Shared VPC is one important AWS network design pattern. As demonstrated from my experiments, inspecting intra-VPC traffic is not straightforward. AWS has done an excellent job making AZ consumption so transparent that most users do not ever pay attention to it. In reality, AZ is still a data center and subject to some very same traditional network constraints. I have to acknowledge I had not spent enough time on the intricacy of multiple-AZ networking until I worked on GWLB/firewall design.

So which approach I’d suggest? Depending on the deployment scale, HA/SLA requirements, and operational complexity, I would not mind a combination of the above patterns. It’s also beneficial to debate the shared VPC model for applications with very strict security and inspection requirements.

Additional Considerations.

Below considerations are quoted from AWS blog for AWS Network Firewall deployments. All the fine-prints are still valid for third-party GWLB integrations. I have to repeat my point. “Pay attention to Symmetric Routing“!!!

  • Use SGs and network ACLs where possible and implement inter-subnet (east-west) inspection only where necessary.
  • Once a firewall endpoint (or any other middlebox) is inserted into your traffic flow, security group referencing cannot be used to allow source to connect to your destination. You can use IP addresses of your source in the security groups to permit the incoming traffic.
  • Traffic between NLB and backends of instance target type does not follow VPC route table routes. If you want to inspect traffic between NLB and backends, use IP target type.
  • When adding routes more specific than VPC CIDR, each route destination must match existing subnet CIDR.
  • Default number of routes per route table is 50. You can increase it up to 1,000.

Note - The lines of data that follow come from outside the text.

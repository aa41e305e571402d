use serde::Deserialize;
use serde::Serialize;
use serde_with::serde_as;

use super::Controller;
use super::ram_enable_value;
use super::rom_byte;

/// The number of half-bytes built into the chip.
const MBC2_RAM_SIZE: usize = 512;

#[serde_as]
#[derive(Debug, Hash, Clone, PartialEq, Eq, Serialize, Deserialize)]
pub struct MBC2 {
    #[serde_as(as = "serde_with::Bytes")]
    rom: Vec<u8>,
    /// Only the low nibble of each byte is wired up.
    #[serde_as(as = "serde_with::Bytes")]
    ram: Vec<u8>,
    ram_enabled: bool,
    /// Four bits, never zero
    rom_bank: u8,
}

impl MBC2 {
    pub fn new(rom: Vec<u8>) -> Self {
        Self {
            rom,
            ram: vec![0; MBC2_RAM_SIZE],
            ram_enabled: false,
            rom_bank: 1,
        }
    }

    pub fn rom_bank(&self) -> usize {
        self.rom_bank as usize
    }
}

impl Controller for MBC2 {
    fn read_rom(&self, addr: u16) -> u8 {
        rom_byte(&self.rom, 0, addr)
    }

    fn read_upper_rom(&self, addr: u16) -> u8 {
        rom_byte(&self.rom, self.rom_bank(), addr)
    }

    fn read_external(&self, addr: u16) -> u8 {
        if self.ram_enabled {
            0xF0 | self.ram[addr as usize % MBC2_RAM_SIZE]
        } else {
            0xFF
        }
    }

    fn write_external(&mut self, addr: u16, val: u8) {
        if self.ram_enabled {
            self.ram[addr as usize % MBC2_RAM_SIZE] = val & 0x0F;
        }
    }

    fn write_control(&mut self, addr: u16, val: u8) {
        // The upper half of the ROM space has no registers
        if addr >= 0x4000 {
            return;
        }
        // Bit 8 of the address picks the register
        if addr & 0x0100 == 0 {
            self.ram_enabled = ram_enable_value(val);
        } else {
            self.rom_bank = std::cmp::max(val & 0x0F, 1);
        }
    }

    fn ram(&self) -> &[u8] {
        &self.ram
    }

    fn ram_mut(&mut self) -> &mut [u8] {
        &mut self.ram
    }
}
use serde::Deserialize;
use serde::Serialize;
use serde_with::serde_as;
use tracing::trace;

use super::Controller;
use super::ram_enable_value;
use super::ram_index;
use super::rom_byte;

#[serde_as]
#[derive(Debug, Hash, Clone, PartialEq, Eq, Serialize, Deserialize)]
pub struct MBC5 {
    #[serde_as(as = "serde_with::Bytes")]
    rom: Vec<u8>,
    #[serde_as(as = "serde_with::Bytes")]
    ram: Vec<u8>,
    ram_enabled: bool,
    /// Nine bits. Unlike the older controllers, bank zero can be mapped into 0x4000-0x7FFF.
    rom_bank: u16,
    ram_bank: u8,
    /// Rumble carts wire bit 3 of the RAM bank register to the motor instead.
    rumble: bool,
    motor: bool,
}

impl MBC5 {
    pub fn new(rom: Vec<u8>, ram_size: usize, rumble: bool) -> Self {
        Self {
            rom,
            ram: vec![0; ram_size],
            ram_enabled: false,
            rom_bank: 1,
            ram_bank: 0,
            rumble,
            motor: false,
        }
    }

    pub fn rom_bank(&self) -> usize {
        self.rom_bank as usize
    }

    pub fn ram_bank(&self) -> usize {
        self.ram_bank as usize
    }

    /// Whether the rumble motor is currently on. Always false for carts without one.
    pub fn motor(&self) -> bool {
        self.motor
    }
}

impl Controller for MBC5 {
    fn read_rom(&self, addr: u16) -> u8 {
        rom_byte(&self.rom, 0, addr)
    }

    fn read_upper_rom(&self, addr: u16) -> u8 {
        rom_byte(&self.rom, self.rom_bank(), addr)
    }

    fn read_external(&self, addr: u16) -> u8 {
        match ram_index(&self.ram, self.ram_bank(), addr) {
            Some(i) if self.ram_enabled => self.ram[i],
            _ => 0xFF,
        }
    }

    fn write_external(&mut self, addr: u16, val: u8) {
        match ram_index(&self.ram, self.ram_bank(), addr) {
            Some(i) if self.ram_enabled => self.ram[i] = val,
            _ => {}
        }
    }

    fn write_control(&mut self, addr: u16, val: u8) {
        match addr {
            0x0000..0x2000 => self.ram_enabled = ram_enable_value(val),
            0x2000..0x3000 => self.rom_bank = (self.rom_bank & 0x100) | val as u16,
            0x3000..0x4000 => self.rom_bank = (self.rom_bank & 0xFF) | ((val as u16 & 0x01) << 8),
            0x4000..0x6000 if self.rumble => {
                self.ram_bank = val & 0x07;
                self.motor = val & 0x08 != 0;
                trace!("MBC5 rumble motor: {}", self.motor);
            }
            0x4000..0x6000 => self.ram_bank = val & 0x0F,
            _ => {}
        }
    }

    fn ram(&self) -> &[u8] {
        &self.ram
    }

    fn ram_mut(&mut self) -> &mut [u8] {
        &mut self.ram
    }
}
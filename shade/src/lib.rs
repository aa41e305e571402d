//! Shade is the core crate for the phantoms project. Contained here is the logic of a Game Boy
//! that can run a game ROM without any way to show it: the SM83 CPU, the memory bus, cartridge
//! bank switching, and enough of the I/O devices for test ROMs to run. Frontends and harnesses
//! wrap this crate in their own ways.
//!
//! The timing model is cycle-accurate at the M-cycle level. Every bus access and every internal
//! CPU cycle advances the peripherals by four ticks before it happens.
//!
//! # Notes
//! The SM83 is little endian. 16-bit immediates are stored low byte first.

pub mod cpu;
pub mod error;
mod gameboy;
pub mod instruction;
pub mod lookup;
pub mod mem;
pub mod rom;

pub use gameboy::{Gameboy, TICKS_PER_FRAME};
use super::*;

/// The prefixed rotate, shift, and swap operations.
#[derive(Debug, Clone, Copy, Hash, PartialEq, Eq, derive_more::Display)]
#[display("{_variant}")]
pub enum BitShiftOp {
    #[display("RLC {_0}")]
    Rlc(RegOrPointer),
    #[display("RRC {_0}")]
    Rrc(RegOrPointer),
    #[display("RL {_0}")]
    Rl(RegOrPointer),
    #[display("RR {_0}")]
    Rr(RegOrPointer),
    #[display("SLA {_0}")]
    Sla(RegOrPointer),
    #[display("SRA {_0}")]
    Sra(RegOrPointer),
    #[display("SWAP {_0}")]
    Swap(RegOrPointer),
    #[display("SRL {_0}")]
    Srl(RegOrPointer),
}

impl BitShiftOp {
    /// Decodes bits 3-5 of a prefixed op code in the 0x00..=0x3F block.
    pub(crate) const fn from_bits(bits: u8, reg: RegOrPointer) -> Self {
        match bits & 0x07 {
            0 => Self::Rlc(reg),
            1 => Self::Rrc(reg),
            2 => Self::Rl(reg),
            3 => Self::Rr(reg),
            4 => Self::Sla(reg),
            5 => Self::Sra(reg),
            6 => Self::Swap(reg),
            _ => Self::Srl(reg),
        }
    }

    const fn reg(self) -> RegOrPointer {
        match self {
            BitShiftOp::Rlc(reg)
            | BitShiftOp::Rrc(reg)
            | BitShiftOp::Rl(reg)
            | BitShiftOp::Rr(reg)
            | BitShiftOp::Sla(reg)
            | BitShiftOp::Sra(reg)
            | BitShiftOp::Swap(reg)
            | BitShiftOp::Srl(reg) => reg,
        }
    }

    fn apply(self, flags: &mut Flags, val: u8) -> u8 {
        match self {
            BitShiftOp::Rlc(_) => alu::rlc(flags, val),
            BitShiftOp::Rrc(_) => alu::rrc(flags, val),
            BitShiftOp::Rl(_) => alu::rl(flags, val),
            BitShiftOp::Rr(_) => alu::rr(flags, val),
            BitShiftOp::Sla(_) => alu::sla(flags, val),
            BitShiftOp::Sra(_) => alu::sra(flags, val),
            BitShiftOp::Swap(_) => alu::swap(flags, val),
            BitShiftOp::Srl(_) => alu::srl(flags, val),
        }
    }

    pub(crate) fn execute(self, cpu: &mut Cpu, mem: &mut impl MemoryLike) {
        let reg = self.reg();
        let val = cpu.read_operand(mem, reg);
        let val = self.apply(&mut cpu.f, val);
        cpu.write_operand(mem, reg, val);
    }

    /// Includes the fetch of the 0xCB prefix.
    pub fn length(&self) -> u8 {
        if self.reg().is_pointer() {
            16
        } else {
            8
        }
    }

    pub fn mnemonic(&self) -> Mnemonic {
        match self {
            BitShiftOp::Rlc(_) => Mnemonic::RLC,
            BitShiftOp::Rrc(_) => Mnemonic::RRC,
            BitShiftOp::Rl(_) => Mnemonic::RL,
            BitShiftOp::Rr(_) => Mnemonic::RR,
            BitShiftOp::Sla(_) => Mnemonic::SLA,
            BitShiftOp::Sra(_) => Mnemonic::SRA,
            BitShiftOp::Swap(_) => Mnemonic::SWAP,
            BitShiftOp::Srl(_) => Mnemonic::SRL,
        }
    }
}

If there are other design patterns I should play with, please feel free to leave your comments.

This Post Has 2 Comments

  1. Jay

    Hi Lixun,

    Thanks a lot for posting such a useful guide on different scenarios. I’m trying to implement your Attempt #4, bump in wire in both AZs. For my scenario, I’m trying to route subnets within same VPC to GWLBE and default route to Transit Gateway. However, as soon as I add routes of other subnets pointing to GWLBE, traffic for 0.0.0.0/0 also gets forwarded to GWLBE and I lose connectivity to my test EC2 instances. As soon as I remove the inter-subnet routes, connectivity is restored.

    Did you face such issue? If yes, what did you do to resolve it?

    Thanks in advance!

    1. Lixun Qi

      Hi Jay, it would help if you share your RT setup. Does your test EC2 instance happen to be on any of the inter-subnet ranges? Unless you have a more specific route (MSR), traffic should follow 0/0.